怒る奏ちゃんを目の前にして、私は告げた。
今日この日、この場所へ来た目的を。
「私はこれでね、奏ちゃんを殺すの」
「!?」
奏ちゃんの居場所はママが教えてくれた。
だから予てより奏ちゃんには会えたはずなんだけど、やっぱり彼の姿は、その時から滲んでいたの。

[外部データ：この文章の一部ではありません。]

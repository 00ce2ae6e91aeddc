use super::{FetchResult, Fetcher, FetcherCallback, FetcherParts};
use crate::cursor::Decision;
use crate::executor::{HostAndPort, TaskExecutor};
use anyhow::{bail, Context, Result};
use mongodb::bson::Document;
use std::sync::Arc;
use std::time::Duration;

/// Collects and validates everything a [`Fetcher`] needs.
///
/// Missing or empty inputs are programming errors and are reported by
/// [`FetcherBuilder::build`]; they never surface through the callback.
#[derive(Default)]
pub struct FetcherBuilder {
    executor: Option<Arc<dyn TaskExecutor>>,
    target: Option<HostAndPort>,
    db_name: Option<String>,
    command: Option<Document>,
    timeout: Option<Duration>,
    callback: Option<FetcherCallback>,
}

impl FetcherBuilder {
    pub fn executor(mut self, executor: Arc<dyn TaskExecutor>) -> Self {
        self.executor = Some(executor);
        self
    }

    pub fn target(mut self, target: HostAndPort) -> Self {
        self.target = Some(target);
        self
    }

    pub fn database(mut self, db_name: impl Into<String>) -> Self {
        self.db_name = Some(db_name.into());
        self
    }

    /// Any cursor-producing command: `find`, `listIndexes`, `listCollections`, ...
    pub fn command(mut self, command: Document) -> Self {
        self.command = Some(command);
        self
    }

    /// Per-command timeout; the executor's default applies when unset.
    pub fn timeout(mut self, timeout: Duration) -> Self {
        self.timeout = Some(timeout);
        self
    }

    pub fn callback<F>(mut self, callback: F) -> Self
    where
        F: FnMut(FetchResult) -> Decision + Send + 'static,
    {
        self.callback = Some(Box::new(callback));
        self
    }

    pub fn build(self) -> Result<Fetcher> {
        let executor = self.executor.context("executor is required")?;
        let target = self.target.context("target is required")?;
        let db_name = self.db_name.context("database name is required")?;
        if db_name.trim().is_empty() {
            bail!("database name cannot be empty");
        }
        let command = self.command.context("command object is required")?;
        if command.is_empty() {
            bail!("command object cannot be empty");
        }
        if self.timeout.is_some_and(|timeout| timeout.is_zero()) {
            bail!("timeout must be greater than 0");
        }
        let callback = self.callback.context("callback is required")?;

        Ok(Fetcher::from_parts(FetcherParts {
            executor,
            target,
            db_name,
            command,
            timeout: self.timeout,
            callback,
        }))
    }
}
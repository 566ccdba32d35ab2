pub mod config;
pub mod doctor;
pub mod run;
pub mod tools;

#[derive(Debug, Clone)]
pub struct CommandResult {
    pub exit_code: u8,
    pub output: String,
}
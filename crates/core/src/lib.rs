//! Shared foundation for the issuepilot workspace: configuration loading and
//! the engine-wide error taxonomy.
//!
//! Nothing in this crate performs network I/O. Configuration is loaded once
//! at process start and passed explicitly into every component constructor;
//! there is no process-global settable state.

pub mod config;
pub mod errors;

pub use config::{AppConfig, ConfigError, ConfigOverrides, GitHubConfig, LlmConfig, LoadOptions};
pub use errors::{EngineError, UpstreamService};
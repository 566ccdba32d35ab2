use std::process::ExitCode;

fn main() -> ExitCode {
    issuepilot_cli::run()
}
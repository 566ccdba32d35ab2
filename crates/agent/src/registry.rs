//! Static catalogue of the operations the engine can perform.
//!
//! Each entry carries a name, a natural-language description consumed by the
//! model prompt, and a JSON-schema argument shape. Pure data; lookups never
//! fail here — an unknown name is the dispatcher's concern.

use serde_json::{json, Value};

pub const LIST_ISSUES: &str = "list_issues";
pub const CREATE_ISSUE: &str = "create_issue";
pub const ADD_LABELS: &str = "add_labels";
pub const AUTO_TRIAGE_AND_CREATE: &str = "auto_triage_and_create";

#[derive(Clone, Debug)]
pub struct OperationSpec {
    pub name: &'static str,
    pub description: &'static str,
    pub parameters: Value,
}

#[derive(Clone, Debug)]
pub struct OperationRegistry {
    specs: Vec<OperationSpec>,
}

impl Default for OperationRegistry {
    fn default() -> Self {
        Self::new()
    }
}

impl OperationRegistry {
    pub fn new() -> Self {
        Self {
            specs: vec![
                list_issues_spec(),
                create_issue_spec(),
                add_labels_spec(),
                auto_triage_and_create_spec(),
            ],
        }
    }

    pub fn all(&self) -> &[OperationSpec] {
        &self.specs
    }

    pub fn lookup(&self, name: &str) -> Option<&OperationSpec> {
        self.specs.iter().find(|spec| spec.name == name)
    }
}

fn list_issues_spec() -> OperationSpec {
    OperationSpec {
        name: LIST_ISSUES,
        description: "List and filter GitHub repository issues. Useful for browsing issues, \
                      finding bugs by label, or monitoring repository activity. Returns up to 20 \
                      recent issues with issue numbers, titles, current state, applied labels, \
                      and direct GitHub URLs.",
        parameters: json!({
            "type": "object",
            "properties": {
                "owner": {
                    "type": "string",
                    "description": "GitHub username or organization name (e.g., 'microsoft')"
                },
                "repo": {
                    "type": "string",
                    "description": "Repository name (e.g., 'vscode')"
                },
                "state": {
                    "type": "string",
                    "enum": ["open", "closed", "all"],
                    "description": "Filter issues by state. Defaults to 'open' if not specified"
                },
                "labels": {
                    "type": "string",
                    "description": "Comma-separated list of labels to filter by (e.g., 'bug,urgent')"
                }
            },
            "required": ["owner", "repo"]
        }),
    }
}

fn create_issue_spec() -> OperationSpec {
    OperationSpec {
        name: CREATE_ISSUE,
        description: "Create a new GitHub issue. Suited to bug reports, feature requests, \
                      documentation tasks, or any trackable work item. Supports markdown body \
                      content and label categorization, and returns the created issue number \
                      plus its direct GitHub URL.",
        parameters: json!({
            "type": "object",
            "properties": {
                "owner": {
                    "type": "string",
                    "description": "GitHub username or organization name"
                },
                "repo": {
                    "type": "string",
                    "description": "Repository name"
                },
                "title": {
                    "type": "string",
                    "description": "Issue title - should be descriptive and concise"
                },
                "body": {
                    "type": "string",
                    "description": "Issue body with detailed description, reproduction steps, etc."
                },
                "labels": {
                    "type": "array",
                    "items": { "type": "string" },
                    "description": "Label names to apply to the issue (e.g., ['bug', 'urgent'])"
                }
            },
            "required": ["owner", "repo", "title"]
        }),
    }
}

fn add_labels_spec() -> OperationSpec {
    OperationSpec {
        name: ADD_LABELS,
        description: "Add categorization labels to an existing GitHub issue for triage, \
                      priority setting, or team assignment. Labels are additive - existing \
                      labels remain while new ones are applied. Returns the complete updated \
                      label list.",
        parameters: json!({
            "type": "object",
            "properties": {
                "owner": {
                    "type": "string",
                    "description": "GitHub username or organization name"
                },
                "repo": {
                    "type": "string",
                    "description": "Repository name"
                },
                "number": {
                    "type": "number",
                    "description": "Issue number (the # number visible in the GitHub UI)"
                },
                "labels": {
                    "type": "array",
                    "items": { "type": "string" },
                    "description": "Label names to add (e.g., ['needs-review', 'priority-high'])"
                }
            },
            "required": ["owner", "repo", "number", "labels"]
        }),
    }
}

fn auto_triage_and_create_spec() -> OperationSpec {
    OperationSpec {
        name: AUTO_TRIAGE_AND_CREATE,
        description: "Analyze, prioritize, and create a GitHub issue in one step. An AI pass \
                      evaluates the content, assigns a priority level (P0-P3), suggests labels, \
                      and writes an executive summary before the issue is created with enhanced \
                      formatting. Ideal for processing user feedback, bug reports, or feature \
                      requests.",
        parameters: json!({
            "type": "object",
            "properties": {
                "owner": {
                    "type": "string",
                    "description": "GitHub username or organization name"
                },
                "repo": {
                    "type": "string",
                    "description": "Repository name"
                },
                "title": {
                    "type": "string",
                    "description": "Original issue title for AI analysis"
                },
                "body": {
                    "type": "string",
                    "description": "Issue description for the AI to analyze and enhance"
                }
            },
            "required": ["owner", "repo", "title"]
        }),
    }
}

「山の中にいるからって、メールが出来ないわけじゃないでしょ?」
「——あぁ」
「だったら、何でメールの返信くれなかったの? 私がどれだけ苦しんだか、どうせ分かってないんでしょ……」
「————」
「ねぇ、何で?」
「————」
「答えて!」
私は声を荒げ、セーフティを外す。
何を訊いてもだんまりな奏ちゃんに、私は失望した。
私はこんな男にファーストキスを奪われ、会えないことに苦しんでいたのか、と。
奏ちゃんが目を閉じた頃、私は躊躇いなく引き金を引いた。
サイレンサーのお陰で銃声はなかった。
飛んでいく弾が、奏ちゃんの肩へ命中する。
甘かった。
命中精度が悪いのは私の癖。
よって、奏ちゃんを殺すことは出来なかった。
それでも、まだ弾薬は十分にある。
今度こそは殺す。
そう胸に誓ってまた引き金を引こうとしたときだ。
奏ちゃんは、泣きながら笑っていた。